* **REQUIRED ACTION**
Among the lines below, copy each one in which "String" appears.

Stored data:
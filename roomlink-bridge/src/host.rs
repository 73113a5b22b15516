/*
 * Copyright 2025 Security Union LLC
 *
 * Licensed under either of
 *
 * * Apache License, Version 2.0
 *   (http://www.apache.org/licenses/LICENSE-2.0)
 * * MIT license
 *   (http://opensource.org/licenses/MIT)
 *
 * at your option.
 *
 * Unless you explicitly state otherwise, any contribution intentionally
 * submitted for inclusion in the work by you, as defined in the Apache-2.0
 * license, shall be dual licensed as above, without any additional terms or
 * conditions.
 */

//! Traits the host platform integration implements.
//!
//! The bridge never reaches for a global native handle; whichever of the two
//! native address spaces exists on the current platform is injected at
//! construction through [`HostBinding`].  Test doubles implement the same
//! traits.

use futures::future::LocalBoxFuture;
use roomlink_types::Callback;
use serde_json::Value;
use std::fmt;
use std::rc::Rc;
use thiserror::Error;

/// Opaque reference to a mounted native view instance.
#[derive(Clone, Copy, Debug, PartialEq, Eq, Hash)]
pub struct ViewHandle(pub u64);

/// Failure reported by the native module for a deferred call.
#[derive(Debug, Error)]
pub enum HostError {
    #[error("native module rejected {method}: {reason}")]
    Rejected { method: String, reason: String },
    #[error("native module returned an unexpected value for {method}")]
    UnexpectedValue { method: String },
}

/// Result of a deferred module invocation, resolved on the host's own
/// timeline.  Single-threaded by design, hence the local future.
pub type DeferredValue = LocalBoxFuture<'static, Result<Value, HostError>>;

/// Command channel addressing a mounted native view by handle.
///
/// Delivery is fire-and-forget; effects are observed only through later
/// events.
pub trait ViewCommandChannel {
    fn dispatch(&self, view: ViewHandle, code: u8, args: Vec<Value>);
}

/// Direct invocation surface of the native module.
pub trait NativeModule {
    /// Fire-and-forget method call.
    fn invoke(&self, method: &str, args: Vec<Value>);

    /// Method call with a deferred result.
    fn invoke_deferred(&self, method: &str, args: Vec<Value>) -> DeferredValue;
}

/// Persistent native event stream (module platform only).
///
/// `set_listening(false)` bounds in-flight delivery; individual listeners are
/// released by dropping their [`SubscriptionHandle`].
pub trait EventStream {
    fn set_listening(&self, listening: bool);
    fn subscribe(&self, native_name: &'static str, handler: Callback<Value>)
        -> SubscriptionHandle;
}

/// The native surface the bridge talks to, selected once at construction by
/// platform capability and never branched on per call.
#[derive(Clone)]
pub enum HostBinding {
    /// The platform models the bridge as a custom native view with command
    /// dispatch support; events arrive as direct view callbacks.
    View(Rc<dyn ViewCommandChannel>),
    /// The platform exposes a native module plus a persistent event stream.
    Module {
        module: Rc<dyn NativeModule>,
        events: Rc<dyn EventStream>,
    },
}

impl fmt::Debug for HostBinding {
    fn fmt(&self, f: &mut fmt::Formatter<'_>) -> fmt::Result {
        match self {
            HostBinding::View(_) => f.write_str("HostBinding::View"),
            HostBinding::Module { .. } => f.write_str("HostBinding::Module"),
        }
    }
}

/// Opaque per-listener token.  Dropping it runs the host-supplied release
/// closure exactly once.
pub struct SubscriptionHandle {
    remove: Option<Box<dyn FnOnce()>>,
}

impl SubscriptionHandle {
    pub fn new(remove: impl FnOnce() + 'static) -> Self {
        Self {
            remove: Some(Box::new(remove)),
        }
    }
}

impl Drop for SubscriptionHandle {
    fn drop(&mut self) {
        if let Some(remove) = self.remove.take() {
            remove();
        }
    }
}

impl fmt::Debug for SubscriptionHandle {
    fn fmt(&self, f: &mut fmt::Formatter<'_>) -> fmt::Result {
        f.write_str("SubscriptionHandle")
    }
}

* **RESULT OF THIS EXERCISE**
    Rejected { method: String, reason: String },
    UnexpectedValue { method: String },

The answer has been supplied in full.